Activity: In the entries below, find the line containing "static INTERRUPTED: AtomicBool", then copy it and every later line exactly, ending with the last line.

Exercise inputs:

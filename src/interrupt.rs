//! Ctrl-C handling.
//!
//! SIGINT reaches FFmpeg through the shared process group, so we only need
//! to remember that it happened and let the run unwind to cleanup.

use std::sync::atomic::{AtomicBool, Ordering};

static INTERRUPTED: AtomicBool = AtomicBool::new(false);

extern "C" fn on_sigint(_signum: libc::c_int) {
    INTERRUPTED.store(true, Ordering::SeqCst);
}

/// Install the SIGINT handler. Call once at startup.
pub fn install() {
    let handler = on_sigint as extern "C" fn(libc::c_int);
    unsafe {
        libc::signal(libc::SIGINT, handler as libc::sighandler_t);
    }
}

/// Whether SIGINT was received since startup
pub fn interrupted() -> bool {
    INTERRUPTED.load(Ordering::SeqCst)
}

Final answer:
static INTERRUPTED: AtomicBool = AtomicBool::new(false);

extern "C" fn on_sigint(_signum: libc::c_int) {
    INTERRUPTED.store(true, Ordering::SeqCst);
}

/// Install the SIGINT handler. Call once at startup.
pub fn install() {
    let handler = on_sigint as extern "C" fn(libc::c_int);
    unsafe {
        libc::signal(libc::SIGINT, handler as libc::sighandler_t);
    }
}

/// Whether SIGINT was received since startup
pub fn interrupted() -> bool {
    INTERRUPTED.load(Ordering::SeqCst)
}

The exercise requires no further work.